Java nio. Empty path

Question

Can anyone tell me where Paths.get("") points to?

Here is the code and the output.

public static void main(String[] args) {
    Path path = Paths.get("");
    System.out.printf("`%s`%n", path);
    System.out.printf("`%s`%n", path.normalize());
    System.out.println(Files.exists(path));
    System.out.println(Files.isExecutable(path));
}

``
``
true
true

Answer 1

As documentation says it has link to existing File System:

using it will imply an assumed reference to the default FileSystem and limit the utility of the calling code

You can check with small update:

public static void main(String[] args) {
   Path path = Paths.get("");

   System.out.printf("`%s`%n", path);
   System.out.printf("`%s`%n", path.normalize());
   System.out.println(Files.exists(path));
   System.out.println(Files.isExecutable(path));
        
   System.out.println(path.toFile().getAbsolutePath());
}

Last output is something like:

C:\Users\Nazar\Projects\IdeaProjects\test-project

Answer 2

It maps to the directory from which you run your program.
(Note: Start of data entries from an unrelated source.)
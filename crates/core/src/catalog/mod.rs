pub mod merge;
pub mod source;
pub mod template;

use std::collections::{BTreeMap, BTreeSet, HashMap};
use std::fmt;

use serde::{Deserialize, Serialize};
use serde_json::Value;
use tracing::debug;

use crate::errors::LoadError;

pub use merge::{merge_records, RawRecord};
pub use template::{PathTemplate, ResolvedPath, TemplateError};

/// Remote service family an entry targets.
#[derive(Clone, Copy, Debug, PartialEq, Eq, Hash, PartialOrd, Ord, Serialize, Deserialize)]
#[serde(rename_all = "snake_case")]
pub enum Base {
    Web,
    Stats,
}

impl Base {
    pub fn as_str(&self) -> &'static str {
        match self {
            Self::Web => "web",
            Self::Stats => "stats",
        }
    }
}

impl fmt::Display for Base {
    fn fmt(&self, f: &mut fmt::Formatter<'_>) -> fmt::Result {
        f.write_str(self.as_str())
    }
}

/// Only read-only calls are representable.
#[derive(Clone, Copy, Debug, Default, PartialEq, Eq, Serialize, Deserialize)]
pub enum HttpMethod {
    #[default]
    #[serde(rename = "GET")]
    Get,
}

#[derive(Clone, Copy, Debug, PartialEq, Eq, Serialize, Deserialize)]
#[serde(rename_all = "snake_case")]
pub enum ParamKind {
    String,
    Integer,
    Number,
    Boolean,
}

impl ParamKind {
    pub fn as_str(&self) -> &'static str {
        match self {
            Self::String => "string",
            Self::Integer => "integer",
            Self::Number => "number",
            Self::Boolean => "boolean",
        }
    }
}

#[derive(Clone, Debug, Default, PartialEq, Eq, Serialize, Deserialize)]
pub struct ParamsSchema {
    #[serde(default)]
    pub path: BTreeMap<String, ParamKind>,
    #[serde(default)]
    pub query: BTreeMap<String, ParamKind>,
}

#[derive(Clone, Debug, PartialEq, Eq, Serialize, Deserialize)]
#[serde(rename_all = "camelCase")]
pub struct CatalogEntry {
    pub name: String,
    pub base: Base,
    pub path_template: String,
    #[serde(default)]
    pub method: HttpMethod,
    pub category: String,
    pub cost: u64,
    #[serde(default)]
    pub description: String,
    #[serde(default)]
    pub params_schema: ParamsSchema,
}

/// The merged, invariant-checked set of permitted endpoints. Built once at startup and shared
/// read-only (typically behind an `Arc`) by the gateway, discovery and every session.
#[derive(Clone, Debug, Default)]
pub struct Catalog {
    entries: Vec<CatalogEntry>,
    templates: Vec<PathTemplate>,
    by_template: HashMap<String, usize>,
    by_name: HashMap<String, usize>,
}

impl Catalog {
    /// Merges `overrides` onto `generated` and validates the result.
    pub fn load(generated: Vec<RawRecord>, overrides: Vec<RawRecord>) -> Result<Self, LoadError> {
        let generated_count = generated.len();
        let override_count = overrides.len();
        let merged = merge_records(generated, overrides)?;

        let entries = merged
            .into_iter()
            .enumerate()
            .map(|(position, record)| {
                serde_json::from_value::<CatalogEntry>(Value::Object(record))
                    .map_err(|error| LoadError::InvalidRecord { position, detail: error.to_string() })
            })
            .collect::<Result<Vec<_>, _>>()?;

        let catalog = Self::from_entries(entries)?;
        debug!(
            event_name = "catalog.load.merged",
            generated = generated_count,
            overrides = override_count,
            entries = catalog.len(),
            "endpoint catalog merged"
        );
        Ok(catalog)
    }

    pub fn from_entries(entries: Vec<CatalogEntry>) -> Result<Self, LoadError> {
        let mut catalog = Self::default();

        for mut entry in entries {
            if entry.name.trim().is_empty() {
                return Err(LoadError::SchemaMismatch {
                    name: entry.path_template.clone(),
                    detail: "entry name must not be empty".to_string(),
                });
            }

            let template = PathTemplate::parse(&entry.path_template).map_err(|error| {
                LoadError::SchemaMismatch { name: entry.name.clone(), detail: error.to_string() }
            })?;
            entry.path_template = template.as_str().to_string();
            check_placeholders(&entry, &template)?;

            let index = catalog.entries.len();
            if catalog.by_name.contains_key(&entry.name) {
                return Err(LoadError::DuplicateName { name: entry.name });
            }
            if let Some(&existing) = catalog.by_template.get(&entry.path_template) {
                return Err(LoadError::DuplicateTemplate {
                    path_template: entry.path_template,
                    first: catalog.entries[existing].name.clone(),
                    second: entry.name,
                });
            }

            catalog.by_name.insert(entry.name.clone(), index);
            catalog.by_template.insert(entry.path_template.clone(), index);
            catalog.templates.push(template);
            catalog.entries.push(entry);
        }

        Ok(catalog)
    }

    /// Exact string match on `pathTemplate`; no normalisation or pattern inference.
    pub fn lookup_by_template(&self, path_template: &str) -> Option<&CatalogEntry> {
        self.by_template.get(path_template).map(|&index| &self.entries[index])
    }

    /// Like [`Catalog::lookup_by_template`], also returning the parsed template.
    pub fn resolve_template(&self, path_template: &str) -> Option<(&CatalogEntry, &PathTemplate)> {
        self.by_template
            .get(path_template)
            .map(|&index| (&self.entries[index], &self.templates[index]))
    }

    pub fn lookup_by_name(&self, name: &str) -> Option<&CatalogEntry> {
        self.by_name.get(name).map(|&index| &self.entries[index])
    }

    /// Entries in merge order, optionally restricted to one category.
    pub fn list_by_category(&self, category: Option<&str>) -> Vec<&CatalogEntry> {
        self.entries
            .iter()
            .filter(|entry| category.map_or(true, |category| entry.category == category))
            .collect()
    }

    pub fn categories(&self) -> BTreeMap<String, usize> {
        let mut counts = BTreeMap::new();
        for entry in &self.entries {
            *counts.entry(entry.category.clone()).or_insert(0) += 1;
        }
        counts
    }

    pub fn entries(&self) -> &[CatalogEntry] {
        &self.entries
    }

    pub fn len(&self) -> usize {
        self.entries.len()
    }

    pub fn is_empty(&self) -> bool {
        self.entries.is_empty()
    }
}

fn check_placeholders(entry: &CatalogEntry, template: &PathTemplate) -> Result<(), LoadError> {
    let placeholders: BTreeSet<&str> = template.placeholders().collect();
    let declared: BTreeSet<&str> = entry.params_schema.path.keys().map(String::as_str).collect();

    if placeholders == declared {
        return Ok(());
    }

    let undeclared: Vec<&str> = placeholders.difference(&declared).copied().collect();
    let unused: Vec<&str> = declared.difference(&placeholders).copied().collect();
    Err(LoadError::SchemaMismatch {
        name: entry.name.clone(),
        detail: format!(
            "placeholders without a declared path parameter: {undeclared:?}; declared path parameters missing from template: {unused:?}"
        ),
    })
}

#[cfg(test)]
mod tests {
    use std::collections::BTreeMap;

    use serde_json::json;

    use super::{Base, Catalog, CatalogEntry, HttpMethod, ParamKind, ParamsSchema, RawRecord};
    use crate::errors::LoadError;

    fn record(value: serde_json::Value) -> RawRecord {
        match value {
            serde_json::Value::Object(map) => map,
            _ => RawRecord::new(),
        }
    }

    fn roster_entry() -> CatalogEntry {
        CatalogEntry {
            name: "roster".to_string(),
            base: Base::Web,
            path_template: "roster/{team}/{season}".to_string(),
            method: HttpMethod::Get,
            category: "teams".to_string(),
            cost: 2,
            description: "Team roster endpoint".to_string(),
            params_schema: ParamsSchema {
                path: BTreeMap::from([
                    ("team".to_string(), ParamKind::String),
                    ("season".to_string(), ParamKind::String),
                ]),
                query: BTreeMap::new(),
            },
        }
    }

    #[test]
    fn lookup_by_template_is_exact() {
        let catalog = Catalog::from_entries(vec![roster_entry()]).expect("valid catalog");

        assert!(catalog.lookup_by_template("roster/{team}/{season}").is_some());
        assert!(catalog.lookup_by_template("/roster/{team}/{season}").is_none());
        assert!(catalog.lookup_by_template("roster/{team}").is_none());
        assert!(catalog.lookup_by_template("roster/TOR/20232024").is_none());
    }

    #[test]
    fn leading_slash_is_normalised_at_load() {
        let mut entry = roster_entry();
        entry.path_template = "/roster/{team}/{season}".to_string();
        let catalog = Catalog::from_entries(vec![entry]).expect("valid catalog");

        assert_eq!(catalog.entries()[0].path_template, "roster/{team}/{season}");
    }

    #[test]
    fn placeholder_without_schema_is_schema_mismatch() {
        let mut entry = roster_entry();
        entry.params_schema.path.remove("season");

        let error = Catalog::from_entries(vec![entry]).expect_err("season is undeclared");
        assert!(matches!(
            error,
            LoadError::SchemaMismatch { ref name, ref detail } if name == "roster" && detail.contains("season")
        ));
    }

    #[test]
    fn declared_parameter_missing_from_template_is_schema_mismatch() {
        let mut entry = roster_entry();
        entry.params_schema.path.insert("lang".to_string(), ParamKind::String);

        let error = Catalog::from_entries(vec![entry]).expect_err("lang is unused");
        assert!(matches!(error, LoadError::SchemaMismatch { ref detail, .. } if detail.contains("lang")));
    }

    #[test]
    fn duplicate_names_fail_the_load() {
        let mut second = roster_entry();
        second.path_template = "roster-season/{team}/{season}".to_string();

        let error = Catalog::from_entries(vec![roster_entry(), second]).expect_err("duplicate name");
        assert!(matches!(error, LoadError::DuplicateName { ref name } if name == "roster"));
    }

    #[test]
    fn duplicate_templates_fail_the_load() {
        let mut second = roster_entry();
        second.name = "roster_2".to_string();

        let error = Catalog::from_entries(vec![roster_entry(), second]).expect_err("duplicate template");
        assert!(matches!(
            error,
            LoadError::DuplicateTemplate { ref first, ref second, .. } if first == "roster" && second == "roster_2"
        ));
    }

    #[test]
    fn list_by_category_keeps_merge_order() {
        let catalog = Catalog::load(
            vec![
                record(json!({"name": "standings_now", "base": "web", "path": "standings/now", "category": "standings", "cost": 2})),
                record(json!({"name": "schedule_now", "base": "web", "path": "schedule/now", "category": "schedule", "cost": 2})),
                record(json!({"name": "standings_date", "base": "web", "path": "standings/{date}", "category": "standings", "cost": 2,
                    "params_schema": {"path": {"date": "string"}, "query": {}}})),
            ],
            Vec::new(),
        )
        .expect("valid catalog");

        let names = |category: Option<&str>| {
            catalog.list_by_category(category).into_iter().map(|entry| entry.name.clone()).collect::<Vec<_>>()
        };
        assert_eq!(names(None), ["standings_now", "schedule_now", "standings_date"]);
        assert_eq!(names(Some("standings")), ["standings_now", "standings_date"]);
        assert!(names(Some("edge")).is_empty());
        assert_eq!(names(None), names(None));
        assert_eq!(catalog.categories().get("standings"), Some(&2));
    }

    #[test]
    fn non_get_method_is_an_invalid_record() {
        let error = Catalog::load(
            vec![record(json!({"name": "x", "base": "web", "path": "x", "method": "POST", "category": "c", "cost": 1}))],
            Vec::new(),
        )
        .expect_err("POST is not representable");

        assert!(matches!(error, LoadError::InvalidRecord { position: 0, .. }));
    }
}
//! Catalog, configuration and trace primitives shared by the gateway, the agent loop and the CLI.

pub mod catalog;
pub mod config;
pub mod discovery;
pub mod errors;
pub mod trace;

pub use catalog::{
    Base, Catalog, CatalogEntry, HttpMethod, ParamKind, ParamsSchema, PathTemplate, RawRecord,
    ResolvedPath, TemplateError,
};
pub use discovery::{DiscoveryService, EndpointSummary};
pub use errors::{CallError, LoadError, ToolFailure};
pub use trace::{SessionTrace, TraceEntry, TraceOutcome, TraceTool};
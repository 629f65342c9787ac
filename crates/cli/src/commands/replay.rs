use std::fs;
use std::path::{Path, PathBuf};
use std::sync::Arc;

use statline_agent::{Orchestrator, ScriptedAgent, SessionOutcome, SessionSettings};
use statline_core::config::{ConfigOverrides, LoadOptions};
use statline_gateway::EndpointGateway;
use tokio_util::sync::CancellationToken;
use tracing::{info, warn};

use crate::commands::{load_catalog, load_config, CommandResult, EXIT_CONFIG, EXIT_IO};

#[derive(Debug, Clone, Default)]
pub struct ReplayArgs {
    pub script: PathBuf,
    pub trace_out: Option<PathBuf>,
    pub call_limit: Option<u32>,
    pub cost_limit: Option<u64>,
    pub max_turns: Option<u32>,
}

pub fn run(mut options: LoadOptions, args: ReplayArgs) -> CommandResult {
    options.overrides = ConfigOverrides {
        call_limit: args.call_limit.or(options.overrides.call_limit),
        cost_limit: args.cost_limit.or(options.overrides.cost_limit),
        max_turns: args.max_turns.or(options.overrides.max_turns),
        ..options.overrides
    };

    let config = match load_config("replay", options) {
        Ok(config) => config,
        Err(result) => return result,
    };
    let catalog = match load_catalog("replay", &config) {
        Ok(catalog) => Arc::new(catalog),
        Err(result) => return result,
    };
    let gateway = match EndpointGateway::from_config(catalog, &config.gateway) {
        Ok(gateway) => gateway,
        Err(error) => {
            return CommandResult::failure("replay", "gateway_build", error.to_string(), EXIT_CONFIG)
        }
    };
    let mut agent = match ScriptedAgent::from_path(&args.script) {
        Ok(agent) => agent,
        Err(error) => {
            return CommandResult::failure("replay", "script", format!("{error:#}"), EXIT_IO)
        }
    };

    let runtime = match tokio::runtime::Builder::new_multi_thread().enable_all().build() {
        Ok(runtime) => runtime,
        Err(error) => return CommandResult::failure("replay", "runtime", error.to_string(), 1),
    };

    let orchestrator = Orchestrator::new(gateway, SessionSettings::from(&config.session));
    let outcome = runtime.block_on(async {
        let cancel = CancellationToken::new();
        let on_interrupt = cancel.clone();
        tokio::spawn(async move {
            if tokio::signal::ctrl_c().await.is_ok() {
                warn!(event_name = "cli.replay.interrupted", "interrupt received, cancelling session");
                on_interrupt.cancel();
            }
        });
        orchestrator.run(&mut agent, cancel).await
    });

    let rendered = match serde_json::to_string_pretty(&outcome) {
        Ok(rendered) => rendered,
        Err(error) => return CommandResult::failure("replay", "serialization", error.to_string(), 1),
    };

    if let Some(path) = &args.trace_out {
        if let Err(error) = write_outcome(path, &rendered) {
            return CommandResult::failure(
                "replay",
                "io",
                format!("failed to write `{}`: {error}", path.display()),
                EXIT_IO,
            );
        }
    }

    log_outcome(&outcome, agent.remaining());
    CommandResult { exit_code: 0, output: rendered }
}

fn write_outcome(path: &Path, rendered: &str) -> std::io::Result<()> {
    if let Some(parent) = path.parent().filter(|parent| !parent.as_os_str().is_empty()) {
        fs::create_dir_all(parent)?;
    }
    fs::write(path, format!("{rendered}\n"))
}

fn log_outcome(outcome: &SessionOutcome, unused_steps: usize) {
    info!(
        event_name = "cli.replay.completed",
        session_id = %outcome.session_id,
        reason = %outcome.reason,
        calls_used = outcome.budget.calls_used(),
        cost_used = outcome.budget.cost_used(),
        trace_len = outcome.trace.len(),
        unused_steps,
        "replay finished"
    );
}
Convert it to an absolute path to test yourself. System.out.println(Paths.get("").toAbsolutePath());

Answer 3

System.out.println(Paths.get("").toAbsolutePath());

/Users/andrew/workspace/scratch

Looks like it's the current working directory. On my machine, Java is reporting that it's executable because the 'x' flag on the directory is true for the current user.

From the javadocs:

This method checks that a file exists and that this Java virtual machine has appropriate privileges to execute the file. The semantics may differ when checking access to a directory. For example, on UNIX systems, checking for execute access checks that the Java virtual machine has permission to search the directory in order to access file or subdirectories.